Identification of Paramagnetic Centers in Irradiated F-Doped Silica by First-Principle Calculations

Although fluorine is one of the most important dopants of silica, for several decades fluorine-related paramagnetic defects have been very elusive. Yet, a recent experimental investigation [L. Skuja et al. Phys. Rev. Lett. 131, 256 903 (2023)] has claimed the identification of a new paramagnetic center, that is, the E′(F) center, responsible for a 10.5 mT hyperfine doublet in irradiated F-doped silica glass. Due to the lack of theoretical investigations, the reliability of the assignment proposed for the E′(F) has been under debate so far.
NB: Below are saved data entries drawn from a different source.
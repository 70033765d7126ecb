//! Integration tests for the public validation API.

use std::io::Cursor;

use astrolabe::{
    AstrolabeError, ErrorCode, Validator,
    compat::validated_renderer_version,
    config::AppConfig,
    diagram_type, is_valid,
    kind::DiagramKind,
};

#[test]
fn test_spec_examples() {
    assert!(is_valid("flowchart TD\nA --> B"));
    assert!(!is_valid("flowchart TD\nA B"));
    assert!(is_valid("sequenceDiagram\nparticipant A\nA->>B: hi"));
    assert!(!is_valid("xychart-beta"));
    assert!(!is_valid("flowchart TD\nA[Start] --> B[End]\nlinkStyle 5 stroke:#f00"));
    assert!(!is_valid("flowchart TD\nA --> B\nend"));
}

#[test]
fn test_diagram_type_is_reported_for_invalid_input() {
    assert_eq!(diagram_type("flowchart TD\nA B"), DiagramKind::Flowchart);
    assert_eq!(diagram_type("xychart-beta"), DiagramKind::XyChart);
    assert_eq!(diagram_type(""), DiagramKind::Unknown);
}

#[test]
fn test_default_validator_has_no_version_check() {
    let validator = Validator::default();
    let result = validator.validate("flowchart TD\nA --> B");
    assert!(result.is_valid());
}

#[test]
fn test_matching_target_version() {
    let version = validated_renderer_version().expect("this release is in the table");
    let validator = Validator::new(AppConfig::default().with_target_version(version));

    assert!(validator.validate("flowchart TD\nA --> B").is_valid());
}

#[test]
fn test_mismatched_target_version_is_appended() {
    let validator = Validator::new(AppConfig::default().with_target_version("9.9.9"));
    let result = validator.validate("flowchart TD\nA B");

    let codes: Vec<_> = result.diagnostics().iter().map(|d| d.code()).collect();
    assert_eq!(codes, vec![ErrorCode::MissingArrow, ErrorCode::VersionMismatch]);
    assert_eq!(result.diagram_type(), DiagramKind::Flowchart);
    assert!(result.ast().is_some());
}

#[test]
fn test_validate_reader() {
    let validator = Validator::default();

    let result = validator
        .validate_reader(Cursor::new("sequenceDiagram\nA->>B: hi"))
        .expect("reading from memory succeeds");
    assert!(result.is_valid());

    let result = validator
        .validate_reader(Cursor::new(vec![0xff, 0xfe]))
        .expect("reading from memory succeeds");
    assert_eq!(result.diagnostics()[0].code(), ErrorCode::InvalidInputType);
}

#[test]
fn test_validate_missing_file() {
    let validator = Validator::default();
    let err = validator
        .validate_file("does/not/exist.mmd")
        .expect_err("missing file must fail");

    assert!(matches!(err, AstrolabeError::ReadFile { .. }));
    assert!(err.to_string().contains("does/not/exist.mmd"));
}

#[test]
fn test_result_serializes_to_json_shape() {
    let result = astrolabe::validate("xychart-beta\nbar [1, 2]");
    let json = serde_json::to_value(&result).expect("result serializes");

    assert_eq!(json["isValid"], true);
    assert_eq!(json["diagramType"], "xychart");
    assert_eq!(json["ast"]["series"][0]["type"], "bar");
    assert_eq!(json["ast"]["xAxis"], serde_json::json!([]));
}
//! Flowchart grammar.
//!
//! A flowchart is a header with an optional direction followed by a flat list
//! of nodes, links and subgraphs. Links do not name their source: the element
//! before a link is its origin, and the link's destination is parsed as the
//! next node.

use log::trace;

use astrolabe_core::{
    ast::{Arrow, Direction, FlowElement, Flowchart, LinkStroke, Node, NodeShape, Subgraph},
    kind::DiagramKind,
};

use super::{Parser, describe, diagnostic_at};
use crate::{
    error::ErrorCode,
    tokens::{Token, TokenKind},
    validate,
};

/// Subgraphs nested deeper than this are reported and skipped.
pub(crate) const MAX_SUBGRAPH_DEPTH: usize = 64;

/// Tokens that end label recovery inside a flowchart.
const LINKS: &[TokenKind] = &[
    TokenKind::Arrow,
    TokenKind::OpenLink,
    TokenKind::DottedArrow,
    TokenKind::ThickArrow,
];

fn is_end_keyword(token: &Token<'_>) -> bool {
    token.is(TokenKind::Identifier) && token.text.eq_ignore_ascii_case("end")
}

fn is_subgraph_keyword(token: &Token<'_>) -> bool {
    token.is(TokenKind::Identifier) && token.text == "subgraph"
}

/// Can `token` name a node? `end` and `subgraph` are reserved.
fn is_node_id(token: &Token<'_>) -> bool {
    token.is_name() && !is_end_keyword(token) && !is_subgraph_keyword(token)
}

/// Shape and closing delimiter introduced by an opening delimiter.
fn shape_for(open: TokenKind) -> Option<(NodeShape, TokenKind)> {
    let shape = match open {
        TokenKind::LeftBracket => (NodeShape::Rectangle, TokenKind::RightBracket),
        TokenKind::LeftParen => (NodeShape::Round, TokenKind::RightParen),
        TokenKind::DoubleLeftParen => (NodeShape::Circle, TokenKind::DoubleRightParen),
        TokenKind::LeftBrace => (NodeShape::Diamond, TokenKind::RightBrace),
        TokenKind::DoubleLeftBracket => (NodeShape::Subroutine, TokenKind::DoubleRightBracket),
        TokenKind::DoubleLeftBrace => (NodeShape::Hexagon, TokenKind::DoubleRightBrace),
        _ => return None,
    };
    Some(shape)
}

fn stroke_for(link: TokenKind) -> LinkStroke {
    match link {
        TokenKind::DottedArrow => LinkStroke::Dotted,
        TokenKind::ThickArrow => LinkStroke::Thick,
        TokenKind::OpenLink => LinkStroke::Open,
        _ => LinkStroke::Plain,
    }
}

impl<'src> Parser<'src> {
    /// Parse a flowchart after its header keyword.
    ///
    /// Stops at end of input or at another diagram header that begins a line.
    pub(super) fn flowchart(&mut self, header: &Token<'src>) -> Flowchart {
        trace!(line = header.line; "Parsing flowchart");

        let direction = self.flow_direction(header);
        let elements = self.flow_elements(None, 0);

        for diagnostic in validate::missing_arrows(&elements, &self.tokens) {
            self.emit(diagnostic);
        }

        Flowchart {
            direction,
            elements,
        }
    }

    /// Optional direction on the header line.
    fn flow_direction(&mut self, header: &Token<'src>) -> Option<Direction> {
        let token = self.peek();
        if !self.on_line(header.line) || !token.is(TokenKind::Identifier) {
            return None;
        }

        self.bump();
        let direction = Direction::from_keyword(token.text);
        if direction.is_none() {
            self.emit(
                diagnostic_at(
                    &token,
                    ErrorCode::InvalidDirection,
                    format!("invalid flowchart direction `{}`", token.text),
                )
                .with_suggestion("use one of TD, TB, BT, RL or LR"),
            );
        }
        direction
    }

    /// Parse elements until EOF, a new diagram header, or, inside a
    /// subgraph, the matching `end`. `depth` counts the enclosing subgraphs.
    fn flow_elements(&mut self, subgraph: Option<&Token<'src>>, depth: usize) -> Vec<FlowElement> {
        let mut elements = Vec::new();

        loop {
            let token = self.peek();

            if token.is(TokenKind::Eof)
                || (token.kind.header_kind().is_some() && self.starts_line())
            {
                if let Some(open) = subgraph {
                    self.emit(
                        diagnostic_at(
                            open,
                            ErrorCode::MissingSubgraphEnd,
                            "subgraph is never closed",
                        )
                        .with_suggestion("add `end` after the subgraph's content"),
                    );
                }
                return elements;
            }

            if is_end_keyword(&token) {
                self.bump();
                if subgraph.is_some() {
                    return elements;
                }
                self.emit(
                    diagnostic_at(&token, ErrorCode::UnmatchedEnd, "`end` without an open subgraph")
                        .with_suggestion("remove the `end` or open a block with `subgraph`"),
                );
                continue;
            }

            if let Some(statement) = self.peek_meta_statement() {
                self.meta_statement(DiagramKind::Flowchart, statement);
                continue;
            }

            match token.kind {
                TokenKind::Semicolon => {
                    self.bump();
                }
                kind if kind.is_flow_link() => {
                    let has_source = matches!(
                        elements.last(),
                        Some(FlowElement::Node(_) | FlowElement::Subgraph(_))
                    ) && !self.at_statement_start();
                    if !has_source {
                        self.emit(
                            diagnostic_at(&token, ErrorCode::ParseError, "link has no source node")
                                .with_suggestion("start the link from a node, e.g. `A --> B`"),
                        );
                    }
                    elements.push(FlowElement::Arrow(self.flow_link()));
                }
                _ if is_subgraph_keyword(&token) && depth >= MAX_SUBGRAPH_DEPTH => {
                    self.skip_nested_subgraph();
                }
                _ if is_subgraph_keyword(&token) => {
                    elements.push(FlowElement::Subgraph(self.subgraph(depth + 1)));
                }
                _ if is_node_id(&token) => {
                    elements.push(FlowElement::Node(self.flow_node()));
                }
                _ => {
                    self.bump();
                    self.emit(
                        diagnostic_at(
                            &token,
                            ErrorCode::ParseError,
                            format!("unexpected {} in flowchart", describe(&token)),
                        )
                        .with_suggestion("node ids start with a letter, digit or underscore"),
                    );
                }
            }
        }
    }

    /// `id`, optionally followed by a shape with a label.
    fn flow_node(&mut self) -> Node {
        let id = self.bump_name();
        let mut shape = NodeShape::Rectangle;
        let mut label = None;

        let next = self.peek();
        let opened = if next.line == id.end_line() {
            shape_for(next.kind)
        } else {
            None
        };
        if let Some((node_shape, closer)) = opened {
            shape = node_shape;
            label = self.delimited_label(&id, closer, LINKS);
        }

        Node {
            id: id.value().to_string(),
            label,
            shape,
            position: id.position(),
        }
    }

    /// A link with an optional `|label|`. The destination is left for the
    /// next loop iteration to parse as a node.
    fn flow_link(&mut self) -> Arrow {
        let link = self.bump();
        self.link_count += 1;

        let label = if self.on_line(link.line) && self.at(TokenKind::Pipe) {
            self.pipe_label()
        } else {
            None
        };

        let next = self.peek_name();
        let to = if self.on_line(link.line) && is_node_id(&next) {
            Some(next.value().to_string())
        } else {
            self.emit(
                diagnostic_at(&link, ErrorCode::IncompleteArrow, "arrow has no destination node")
                    .with_suggestion("add a target node after the arrow, e.g. `A --> B`"),
            );
            None
        };

        Arrow {
            to,
            label,
            stroke: stroke_for(link.kind),
            position: link.position(),
        }
    }

    /// `|text|` on the link's line.
    fn pipe_label(&mut self) -> Option<String> {
        let open = self.bump();
        let mut words = Vec::new();

        while self.on_line(open.line) && !self.at(TokenKind::Pipe) {
            words.push(self.bump());
        }

        if self.on_line(open.line) {
            self.bump();
        } else {
            let found = self.peek();
            self.emit(
                diagnostic_at(
                    &found,
                    ErrorCode::ParseError,
                    format!("expected '|' to close the link label, found {}", describe(&found)),
                )
                .with_suggestion("close the label with `|`"),
            );
        }

        self.label_text(&words)
    }

    /// `subgraph id`, `subgraph id [label]` or `subgraph free text title`,
    /// then elements up to `end`.
    fn subgraph(&mut self, depth: usize) -> Subgraph {
        let keyword = self.bump();
        let mut id = String::new();
        let mut label = None;

        if self.on_line(keyword.line) {
            let first = self.bump_name();
            id = first.value().to_string();

            if self.on_line(keyword.line) && self.at(TokenKind::LeftBracket) {
                label = self.delimited_label(&first, TokenKind::RightBracket, &[]);
            } else {
                let mut words = vec![first];
                words.extend(self.rest_of_line(keyword.line));
                if words.len() > 1 || first.is(TokenKind::String) {
                    label = self.label_text(&words);
                }
            }
        } else {
            self.emit(
                diagnostic_at(&keyword, ErrorCode::ParseError, "expected a subgraph id")
                    .with_suggestion("name the subgraph, e.g. `subgraph one`"),
            );
        }

        let elements = self.flow_elements(Some(&keyword), depth);

        Subgraph {
            id,
            label,
            elements,
            position: keyword.position(),
        }
    }

    /// Report a subgraph that would exceed [`MAX_SUBGRAPH_DEPTH`] and skip
    /// it up to its matching `end`, without building elements.
    fn skip_nested_subgraph(&mut self) {
        let keyword = self.bump();
        self.emit(
            diagnostic_at(
                &keyword,
                ErrorCode::ParseError,
                format!("subgraphs are nested more than {MAX_SUBGRAPH_DEPTH} levels deep"),
            )
            .with_suggestion("flatten the subgraph structure"),
        );

        let mut open = 1usize;
        while !self.at_eof() {
            let token = self.peek();
            let starts_statement = self.at_statement_start();
            if token.kind.header_kind().is_some() && self.starts_line() {
                return;
            }
            self.bump();

            if !starts_statement {
                continue;
            }
            if is_subgraph_keyword(&token) {
                open += 1;
            } else if is_end_keyword(&token) {
                open -= 1;
                if open == 0 {
                    return;
                }
            }
        }
    }
}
In this work two alternative structural models, here labeled as the 2fSi-F and E'_F models, are investigated and discussed by means of first-principle calculations of electron paramagnetic resonance parameters, and further evidence in favor of the 2fSi-F model is provided. The latter consists of a threefold-coordinated Si atom, which is bonded to two bridging oxygen atoms and to one fluorine atom and that features an unpaired electron in an sp³ orbital. Furthermore, through first-principles nudged elastic band calculations it is shown that, under irradiation, generation mechanisms involving an interconversion between E'_gamma and E′(F) centers can occur, with no need for precursors like the tetrahedral unit SiO₂F₂ or twofold Si centers.